After that, now that the country of the Kalingas has been taken, Devanampriya is devoted to the pursuit of Dhamma, the love of Dhamma, and to instructing the people in Dhama. This is the repentance of Devanamprira an account of his conquest of the country of the Kalingas. For the slaughter, death, and deportation of people that take place in the course of conquering an unconquered country is considered very painful and deplorable by Devanampriya.
But the following is considered even more deplorable than this by Devanampriya- that Brahmanas and Shramanas, members of other sects or householders who are living there, and who practice obedience and firm devotion to superior persons, obedience to mother and father, obedience to elderd, proper courtesy to friends, acquaintances, companions, and relatives, to slave and servants-all these suffer injury or slaughter or deportation of their loved ones. And if misfortune befalls the friends, acquaintances, companions, and relatives of persons who are full of devotion towards them, even though they themselves be well provided for, this misfortune too becomes an injury to their own selves. This is shared by all and is considered deplorable be Devanampriya.
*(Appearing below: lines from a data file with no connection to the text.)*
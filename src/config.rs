use std::env;

use anyhow::{Context, Result};
use url::Url;

use crate::db::DEFAULT_MAX_POOL_SIZE;

pub const DEFAULT_STRIPE_API_BASE: &str = "https://api.stripe.com/v1";
pub const DEFAULT_EMAIL_API_URL: &str = "https://api.resend.com/emails";

#[derive(Clone, Debug)]
pub struct AppConfig {
    pub database_url: String,
    pub database_max_pool_size: u32,
    pub server_host: String,
    pub server_port: u16,
    pub public_base_url: String,
    pub cors_allowed_origin: Option<String>,
    pub session_secret: String,
    pub session_issuer: String,
    pub session_audience: String,
    pub session_expiry_minutes: i64,
    pub claim_token_expiry_hours: i64,
    pub stripe_secret_key: String,
    pub stripe_webhook_secret: String,
    pub stripe_api_base: String,
    pub stripe_webhook_tolerance_seconds: i64,
    pub checkout_currency: String,
    pub aws_endpoint_url: Option<String>,
    pub aws_access_key_id: Option<String>,
    pub aws_secret_access_key: Option<String>,
    pub aws_region: String,
    pub s3_bucket: String,
    pub s3_public_base_url: Option<String>,
    pub functions_endpoint: String,
    pub functions_project_id: String,
    pub functions_api_key: String,
    pub style_function_id: Option<String>,
    pub processing_callback_secret: String,
    pub email_api_url: String,
    pub email_api_key: Option<String>,
    pub email_from: String,
}

impl AppConfig {
    pub fn from_env() -> Result<Self> {
        let database_url = env::var("DATABASE_URL").context("DATABASE_URL must be set")?;
        let database_max_pool_size = env::var("DATABASE_MAX_POOL_SIZE")
            .ok()
            .and_then(|value| value.parse().ok())
            .unwrap_or(DEFAULT_MAX_POOL_SIZE);
        let server_host = env::var("SERVER_HOST").unwrap_or_else(|_| "127.0.0.1".to_string());
        let server_port = env::var("SERVER_PORT")
            .unwrap_or_else(|_| "3000".to_string())
            .parse()
            .context("SERVER_PORT must be a valid u16")?;
        let public_base_url = env::var("PUBLIC_BASE_URL")
            .unwrap_or_else(|_| format!("http://localhost:{server_port}"));
        let public_base_url = normalize_base_url(&public_base_url)
            .context("PUBLIC_BASE_URL must be an absolute http(s) URL")?;
        let cors_allowed_origin = env::var("CORS_ALLOWED_ORIGIN").ok();
        let session_secret = env::var("SESSION_SECRET").context("SESSION_SECRET must be set")?;
        let session_issuer = env::var("SESSION_ISSUER").unwrap_or_else(|_| "styllio".to_string());
        let session_audience =
            env::var("SESSION_AUDIENCE").unwrap_or_else(|_| "styllio-clients".to_string());
        let session_expiry_minutes = env::var("SESSION_EXPIRY_MINUTES")
            .unwrap_or_else(|_| "1440".to_string())
            .parse()
            .context("SESSION_EXPIRY_MINUTES must be an integer")?;
        let claim_token_expiry_hours = env::var("CLAIM_TOKEN_EXPIRY_HOURS")
            .unwrap_or_else(|_| "24".to_string())
            .parse()
            .context("CLAIM_TOKEN_EXPIRY_HOURS must be an integer")?;
        let stripe_secret_key =
            env::var("STRIPE_SECRET_KEY").context("STRIPE_SECRET_KEY must be set")?;
        let stripe_webhook_secret =
            env::var("STRIPE_WEBHOOK_SECRET").context("STRIPE_WEBHOOK_SECRET must be set")?;
        let stripe_api_base =
            env::var("STRIPE_API_BASE").unwrap_or_else(|_| DEFAULT_STRIPE_API_BASE.to_string());
        let stripe_webhook_tolerance_seconds = env::var("STRIPE_WEBHOOK_TOLERANCE_SECONDS")
            .unwrap_or_else(|_| "300".to_string())
            .parse()
            .context("STRIPE_WEBHOOK_TOLERANCE_SECONDS must be an integer")?;
        let checkout_currency = env::var("CHECKOUT_CURRENCY")
            .map(|value| value.to_lowercase())
            .unwrap_or_else(|_| "usd".to_string());
        let aws_endpoint_url = env::var("AWS_ENDPOINT_URL").ok();
        let aws_access_key_id = env::var("AWS_ACCESS_KEY_ID").ok();
        let aws_secret_access_key = env::var("AWS_SECRET_ACCESS_KEY").ok();
        let aws_region = env::var("AWS_REGION").unwrap_or_else(|_| "us-east-1".to_string());
        let s3_bucket = env::var("S3_BUCKET").context("S3_BUCKET must be set")?;
        let s3_public_base_url = env::var("S3_PUBLIC_BASE_URL")
            .ok()
            .map(|value| value.trim_end_matches('/').to_string());
        let functions_endpoint =
            env::var("FUNCTIONS_ENDPOINT").context("FUNCTIONS_ENDPOINT must be set")?;
        let functions_project_id =
            env::var("FUNCTIONS_PROJECT_ID").context("FUNCTIONS_PROJECT_ID must be set")?;
        let functions_api_key =
            env::var("FUNCTIONS_API_KEY").context("FUNCTIONS_API_KEY must be set")?;
        let style_function_id = env::var("STYLE_FUNCTION_ID")
            .ok()
            .filter(|value| !value.trim().is_empty());
        let processing_callback_secret = env::var("PROCESSING_CALLBACK_SECRET")
            .context("PROCESSING_CALLBACK_SECRET must be set")?;
        let email_api_url =
            env::var("EMAIL_API_URL").unwrap_or_else(|_| DEFAULT_EMAIL_API_URL.to_string());
        let email_api_key = env::var("EMAIL_API_KEY").ok();
        let email_from =
            env::var("EMAIL_FROM").unwrap_or_else(|_| "Styllio <hello@styllio.app>".to_string());

        Ok(Self {
            database_url,
            database_max_pool_size,
            server_host,
            server_port,
            public_base_url,
            cors_allowed_origin,
            session_secret,
            session_issuer,
            session_audience,
            session_expiry_minutes,
            claim_token_expiry_hours,
            stripe_secret_key,
            stripe_webhook_secret,
            stripe_api_base,
            stripe_webhook_tolerance_seconds,
            checkout_currency,
            aws_endpoint_url,
            aws_access_key_id,
            aws_secret_access_key,
            aws_region,
            s3_bucket,
            s3_public_base_url,
            functions_endpoint,
            functions_project_id,
            functions_api_key,
            style_function_id,
            processing_callback_secret,
            email_api_url,
            email_api_key,
            email_from,
        })
    }

    pub fn redacted_database_url(&self) -> String {
        redact_database_url(&self.database_url)
    }

    pub fn job_page_url(&self, job_id: &str) -> String {
        format!("{}/jobs/{}", self.public_base_url, job_id)
    }
}

fn normalize_base_url(raw: &str) -> Result<String> {
    let parsed = Url::parse(raw.trim())?;
    anyhow::ensure!(
        matches!(parsed.scheme(), "http" | "https"),
        "unsupported scheme {}",
        parsed.scheme()
    );
    Ok(parsed.as_str().trim_end_matches('/').to_string())
}

fn redact_database_url(raw: &str) -> String {
    match Url::parse(raw) {
        Ok(mut parsed) => {
            let _ = parsed.set_password(Some("*****"));
            parsed.to_string()
        }
        Err(_) => "***".to_string(),
    }
}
there is no place where men are not indeed attached to some sect. therefore, even the hundredth part or the thousands part of all those people who were slain, who died, and who were deported at that time in Kalinga, would now be considered very deplorable by Devanampriya. And Devanampriya thinks that even to one who should wrong him, what can be forgiven is to be forgiven. And even the inhabitanta of the forests which are included in the dominion of Devanampriya, even those he pacifies and conciliates. And they are told to the power to punish them which Devanampriya possesses in spite of his repentance, in order that they may be ashamed of their crimes and may not be killed. For Devanampriya desires towards all beings abstention from hurting, self control and impartiality in case of violence. And this conquest is considered the greatest one by Devanampriya- the conquest by Dhamma.